Despite the heavy, dark clouds and rain casting a shadow over the Kenai River, the sweeping view from the massive windows in the atrium of the Riverside Assisted Living Home in Soldotna was one of the best in the whole building. Members of Alaska’s Commission on Aging sat in overstuffed chairs and took in the muted light in the room near the end of an hour-long tour of the 50-resident home.
As the group toured the large facility, residents moved in and out of private apartments — some stopping to watch the progression of commission members and senior services workers who peppered Executive Director Sherry Mettler with questions about the space, how it is used, rates and challenges facing privately-owned assisted living facilities in the state.
Mettler showed off apartments facing the river, those facing the street and the building’s salon, cafeteria, reading, and game rooms as she fired off answers to questions about the average age of patients in the facility (85), the number of staff in the building (41), and the staff to patient ratio — typically six patients for every staffer.
The crash course in Kenai Peninsula senior care came during the second day of the 11-member commission’s rural outreach meeting on the Kenai Peninsula. The commission, an advocacy group for seniors, is part of Alaska’s Department of Health and Social Services.
Its members spent the first day of meetings at the Soldotna Senior Center on Tuesday hearing from program coordinators who handle senior services statewide, including the Alaska Mental Health Trust Authority, the state’s Division of Senior & Disability Services and the Alaska Housing Finance Corporation.
The message was clear. Services for Alaska’s seniors are in flux and face budget and logistical challenges statewide.
“The state right now has to figure out if it’s in the people business or the budget business,” said commissioner Bob Sivertsen as he briefed board members on the state-owned assisted living facilities known as Pioneer Homes. Sivertsen, the board’s advisory chair on the homes, said budget pressure is going to take its toll on the six homes operating in the state.
The cuts to the state-run homes amounted to about 8 percent of its budget in 2016, he said. The bulk of the homes’ budgets is in staffing, he said.
“Less staff, less beds. Even with a flat budget scenario, there’s going to be cuts,” he said.
In mid-August, the Department of Health and Social Services also proposed a rate hike for Pioneer Home residents, with the justification that it was an increase to match the Social Security Administration’s cost of living adjustments.
“So what is the fate of our homes? We’ve simply got to adapt to budget cuts,” Sivertsen said. “We’re going to continue to do that until we just can’t keep the doors open. These are options going in the complete opposite direction of what the demographics show us.”
The news wasn’t all bad. Commissioners Marie Darlin and Dave Blacketer introduced a newly-released statewide plan for senior services which is designed as a policy roadmap for senior care. The new plan covers 2016-2019 and is the product of a 19-month process of listening sessions and surveys of the state’s seniors.
Darlin and Blacketer will tackle a funding formula for the plan next, she said.

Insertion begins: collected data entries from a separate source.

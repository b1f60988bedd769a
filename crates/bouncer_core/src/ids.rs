//! Snowflake identifiers.

use serde::{Deserialize, Serialize};

macro_rules! snowflake {
    ($(#[$meta:meta])* $name:ident) => {
        $(#[$meta])*
        #[derive(
            Debug,
            Clone,
            Copy,
            PartialEq,
            Eq,
            PartialOrd,
            Ord,
            Hash,
            Serialize,
            Deserialize,
            derive_more::Display,
            derive_more::From,
        )]
        #[serde(transparent)]
        pub struct $name(u64);

        impl $name {
            /// Wrap a raw snowflake.
            pub const fn new(id: u64) -> Self {
                Self(id)
            }

            /// The raw snowflake.
            pub const fn get(self) -> u64 {
                self.0
            }
        }
    };
}

snowflake! {
    /// A user or bot account.
    UserId
}

snowflake! {
    /// A guild (server).
    GuildId
}

snowflake! {
    /// A text, voice or thread channel.
    ChannelId
}

snowflake! {
    /// A guild role.
    RoleId
}

snowflake! {
    /// A channel category.
    CategoryId
}

/// Qualified name of a registered command, e.g. `admin ban`.
#[derive(
    Debug, Clone, PartialEq, Eq, PartialOrd, Ord, Hash, Serialize, Deserialize, derive_more::Display,
)]
#[serde(transparent)]
pub struct CommandId(String);

impl CommandId {
    /// Create a command id from its qualified name.
    pub fn new(name: impl Into<String>) -> Self {
        Self(name.into())
    }

    /// The qualified name.
    pub fn as_str(&self) -> &str {
        &self.0
    }
}

impl From<&str> for CommandId {
    fn from(name: &str) -> Self {
        Self::new(name)
    }
}

impl From<String> for CommandId {
    fn from(name: String) -> Self {
        Self(name)
    }
}
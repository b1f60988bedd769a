//! Error types for the Bouncer library.
//!
//! This crate provides the foundation error types used throughout the Bouncer workspace.
//!
//! # Error Hierarchy
//!
//! All errors follow the `ErrorKind` + wrapper struct pattern:
//! - `*ErrorKind` enum defines specific error conditions
//! - `*Error` struct wraps the kind with source location tracking
//! - All errors use `#[track_caller]` for automatic location capture
//!
//! Authorization failures are *not* errors. A check that denies access returns
//! a verdict; the types here cover misconfiguration and host-side faults.
//!
//! # Examples
//!
//! ```
//! use bouncer_error::{BouncerResult, ContextError, ContextErrorKind};
//!
//! fn fetch_guild() -> BouncerResult<String> {
//!     Err(ContextError::new(ContextErrorKind::Lookup("guild 42".to_string())))?
//! }
//!
//! assert!(fetch_guild().is_err());
//! ```

#![forbid(unsafe_code)]
#![warn(missing_docs)]

mod check_config;
mod config;
mod context;
mod error;

pub use check_config::{CheckConfigError, CheckConfigErrorKind};
pub use config::{ConfigError, ConfigErrorKind};
pub use context::{ContextError, ContextErrorKind};
pub use error::{BouncerError, BouncerErrorKind, BouncerResult};
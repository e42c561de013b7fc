use gantry::{Action, BoolFlag, CommandNode, Context};

const FLAG_ALL: &str = "all";

pub fn command() -> CommandNode {
    CommandNode::new("doctor", "Diagnose and optionally fix problems")
        .flag(BoolFlag::new(FLAG_ALL, &["a"], "Run all checks"))
        .action(Action::run(check))
        .child(
            CommandNode::new("check", "Run the health checks")
                .flag(BoolFlag::new(FLAG_ALL, &["a"], "Run all checks"))
                .action(Action::run(check)),
        )
        .child(convert_command())
}

/// Also registered at the top level, hidden, for older scripts
pub fn convert_command() -> CommandNode {
    CommandNode::new("convert", "Convert the database to the current character set")
        .action(Action::run(|ctx| {
            writeln!(ctx.writer(), "converting with {}", ctx.command().name)?;
            Ok(())
        }))
}

fn check(ctx: &Context<'_>) -> Result<(), gantry::CliError> {
    let scope = if ctx.bool(FLAG_ALL) { "all" } else { "default" };
    let mut out = ctx.writer();
    writeln!(out, "running {scope} checks")?;
    if let Some(paths) = ctx.paths() {
        writeln!(out, "custom path: {}", paths.custom_path.display())?;
    }
    Ok(())
}
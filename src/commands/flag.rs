use clap::{Arg, ArgAction};

/// Character the parser reserves for separating several names of one flag
pub const ALIAS_SEPARATOR: char = ',';

pub const FLAG_HELP: &str = "help";
pub const FLAG_VERSION: &str = "version";
pub const FLAG_CUSTOM_PATH: &str = "custom-path";
pub const FLAG_CONFIG: &str = "config";
pub const FLAG_WORK_PATH: &str = "work-path";

/// Common capability of every flag kind
pub trait FlagDescriptor {
    /// Canonical name, used as the long option and the lookup id
    fn name(&self) -> &str;

    /// Alternative names; single characters become short options
    fn aliases(&self) -> &[String];

    fn usage(&self) -> &str;

    /// Build the `clap` argument declaring this flag
    fn to_arg(&self) -> Arg;
}

/// A flag taking a string value
#[derive(Debug, Clone, Default, PartialEq, Eq)]
pub struct StringFlag {
    pub name: String,
    pub aliases: Vec<String>,
    pub usage: String,
    pub value: Option<String>,
}

impl StringFlag {
    #[must_use]
    pub fn new(name: &str, aliases: &[&str], usage: &str) -> Self {
        StringFlag {
            name: name.to_string(),
            aliases: aliases.iter().map(ToString::to_string).collect(),
            usage: usage.to_string(),
            value: None,
        }
    }

    /// Set the value used when the flag is absent from the command line
    #[must_use]
    pub fn with_default(mut self, value: &str) -> Self {
        self.value = Some(value.to_string());
        self
    }
}

impl FlagDescriptor for StringFlag {
    fn name(&self) -> &str {
        &self.name
    }

    fn aliases(&self) -> &[String] {
        &self.aliases
    }

    fn usage(&self) -> &str {
        &self.usage
    }

    fn to_arg(&self) -> Arg {
        let arg = Arg::new(self.name.clone())
            .long(self.name.clone())
            .help(self.usage.clone())
            .value_name("VALUE")
            .action(ArgAction::Set);
        let arg = match &self.value {
            Some(value) => arg.default_value(value.clone()),
            None => arg,
        };
        apply_aliases(arg, &self.aliases)
    }
}

/// A switch without a value
#[derive(Debug, Clone, Default, PartialEq, Eq)]
pub struct BoolFlag {
    pub name: String,
    pub aliases: Vec<String>,
    pub usage: String,
}

impl BoolFlag {
    #[must_use]
    pub fn new(name: &str, aliases: &[&str], usage: &str) -> Self {
        BoolFlag {
            name: name.to_string(),
            aliases: aliases.iter().map(ToString::to_string).collect(),
            usage: usage.to_string(),
        }
    }
}

impl FlagDescriptor for BoolFlag {
    fn name(&self) -> &str {
        &self.name
    }

    fn aliases(&self) -> &[String] {
        &self.aliases
    }

    fn usage(&self) -> &str {
        &self.usage
    }

    fn to_arg(&self) -> Arg {
        let arg = Arg::new(self.name.clone())
            .long(self.name.clone())
            .help(self.usage.clone())
            .action(ArgAction::SetTrue);
        apply_aliases(arg, &self.aliases)
    }
}

/// Any flag a command can carry
#[derive(Debug, Clone, PartialEq, Eq)]
pub enum Flag {
    String(StringFlag),
    Bool(BoolFlag),
}

impl Flag {
    fn descriptor(&self) -> &dyn FlagDescriptor {
        match self {
            Flag::String(flag) => flag,
            Flag::Bool(flag) => flag,
        }
    }
}

impl FlagDescriptor for Flag {
    fn name(&self) -> &str {
        self.descriptor().name()
    }

    fn aliases(&self) -> &[String] {
        self.descriptor().aliases()
    }

    fn usage(&self) -> &str {
        self.descriptor().usage()
    }

    fn to_arg(&self) -> Arg {
        self.descriptor().to_arg()
    }
}

impl From<StringFlag> for Flag {
    fn from(flag: StringFlag) -> Self {
        Flag::String(flag)
    }
}

impl From<BoolFlag> for Flag {
    fn from(flag: BoolFlag) -> Self {
        Flag::Bool(flag)
    }
}

/// The first single-character alias becomes the short option, later ones short
/// aliases, and anything longer a long alias.
fn apply_aliases(mut arg: Arg, aliases: &[String]) -> Arg {
    let mut has_short = false;
    for alias in aliases {
        let mut chars = alias.chars();
        match (chars.next(), chars.next()) {
            (Some(c), None) if !has_short => {
                arg = arg.short(c);
                has_short = true;
            }
            (Some(c), None) => arg = arg.visible_short_alias(c),
            _ => arg = arg.visible_alias(alias.clone()),
        }
    }
    arg
}

/// Flags attached to every prepared command, built-in ones first so they lead
/// the generated help.
///
/// The path flags can be given at any level, eg: `gantry --config a.ini web
/// --config b.ini`, where the level closest to the invoked command wins. Their
/// short forms are taken for the whole tree and can't be reused by
/// subcommands.
#[must_use]
pub fn global_flags() -> Vec<Flag> {
    vec![
        BoolFlag::new(FLAG_HELP, &["h"], "Show help").into(),
        BoolFlag::new(FLAG_VERSION, &["v"], "Print the version").into(),
        StringFlag::new(
            FLAG_CUSTOM_PATH,
            &["C"],
            "Set custom path (defaults to '{WorkPath}/custom')",
        )
        .into(),
        StringFlag::new(
            FLAG_CONFIG,
            &["c"],
            "Set custom config file (defaults to '{WorkPath}/custom/conf/app.ini')",
        )
        .into(),
        StringFlag::new(
            FLAG_WORK_PATH,
            &["w"],
            "Set the working path (defaults to the binary's directory)",
        )
        .into(),
    ]
}
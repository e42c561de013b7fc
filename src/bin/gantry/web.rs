use gantry::{Action, CommandNode, Context, StringFlag};

pub const NAME: &str = "web";

const FLAG_PORT: &str = "port";

pub fn command() -> CommandNode {
    CommandNode::new(NAME, "Start the web server")
        .flag(StringFlag::new(FLAG_PORT, &["p"], "Listen on the given port").with_default("3000"))
        .action(Action::run(run))
}

fn run(ctx: &Context<'_>) -> Result<(), gantry::CliError> {
    let port = ctx.string(FLAG_PORT).unwrap_or_default();
    let mut out = ctx.writer();
    if let Some(paths) = ctx.paths() {
        writeln!(out, "config: {}", paths.custom_conf.display())?;
        writeln!(out, "work path: {}", paths.work_path.display())?;
    }
    writeln!(out, "listening on port {port}")?;
    Ok(())
}
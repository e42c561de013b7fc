//! Nearest-wins resolution of the global path flags

use std::sync::Arc;

use log::debug;

use crate::app::CliError;
use crate::commands::flag::{FLAG_CONFIG, FLAG_CUSTOM_PATH, FLAG_HELP, FLAG_WORK_PATH};
use crate::commands::node::{Action, ActionFn};
use crate::context::{Context, FlagSource};
use crate::help::show_help;
use crate::settings::ArgWorkPathAndCustomConf;

/// Fill `field` from `level` unless a nearer level already did
fn take_first(field: &mut Option<String>, level: &impl FlagSource, name: &str) {
    if field.is_none() && level.is_set(name) {
        *field = level.string(name).filter(|value| !value.is_empty());
    }
}

/// Collect the path flags from a lineage ordered leaf to root.
///
/// For every flag the first level that explicitly set it supplies the value,
/// so a subcommand's `--config` beats the one given to its parents.
pub fn resolve_work_path_and_custom_conf<S: FlagSource>(lineage: &[S]) -> ArgWorkPathAndCustomConf {
    let mut args = ArgWorkPathAndCustomConf::default();
    for level in lineage {
        take_first(&mut args.work_path, level, FLAG_WORK_PATH);
        take_first(&mut args.custom_path, level, FLAG_CUSTOM_PATH);
        take_first(&mut args.custom_conf, level, FLAG_CONFIG);
    }
    args
}

/// Wrap `action` so the startup paths are initialized before it runs.
///
/// This can't happen in a per-level hook, each level of a nested invocation
/// would initialize again.
#[must_use]
pub fn with_work_path_and_custom_conf(action: Action) -> ActionFn {
    Arc::new(move |ctx: &Context<'_>| -> Result<(), CliError> {
        let args = resolve_work_path_and_custom_conf(ctx.lineage());
        debug!("Resolved startup arguments: {args:?}");
        ctx.init_paths(&args);

        match &action {
            Action::Run(handler) if !ctx.bool(FLAG_HELP) => handler(ctx),
            _ => show_help(ctx),
        }
    })
}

The commission split into three groups on Wednesday to visit senior service facilities in Nikiski, Kenai, Soldotna, Sterling and Cooper Landing.
Darlin and Blacketer were part of a group that primarily visited larger-sized facilities including the 60-bed Heritage Place nursing home in Soldotna, the 23-unit Northwood Retirement Apartments and Riverside. The group’s lunch break included a session at the Soldotna Senior Center with area support program coordinators.
They heard from people like Amy Hagen, a department director for Frontier Community Services. Several coordinators said the small organizations providing services on the central Kenai Peninsula had found ways to coordinate care and had a solid history of referring seniors for care within the group.
“We get it,” Hagen said. “If we can’t provide the services, we will link (patients) to other community services. We enjoy each other’s resources very much and we probably couldn’t do our jobs without each other.”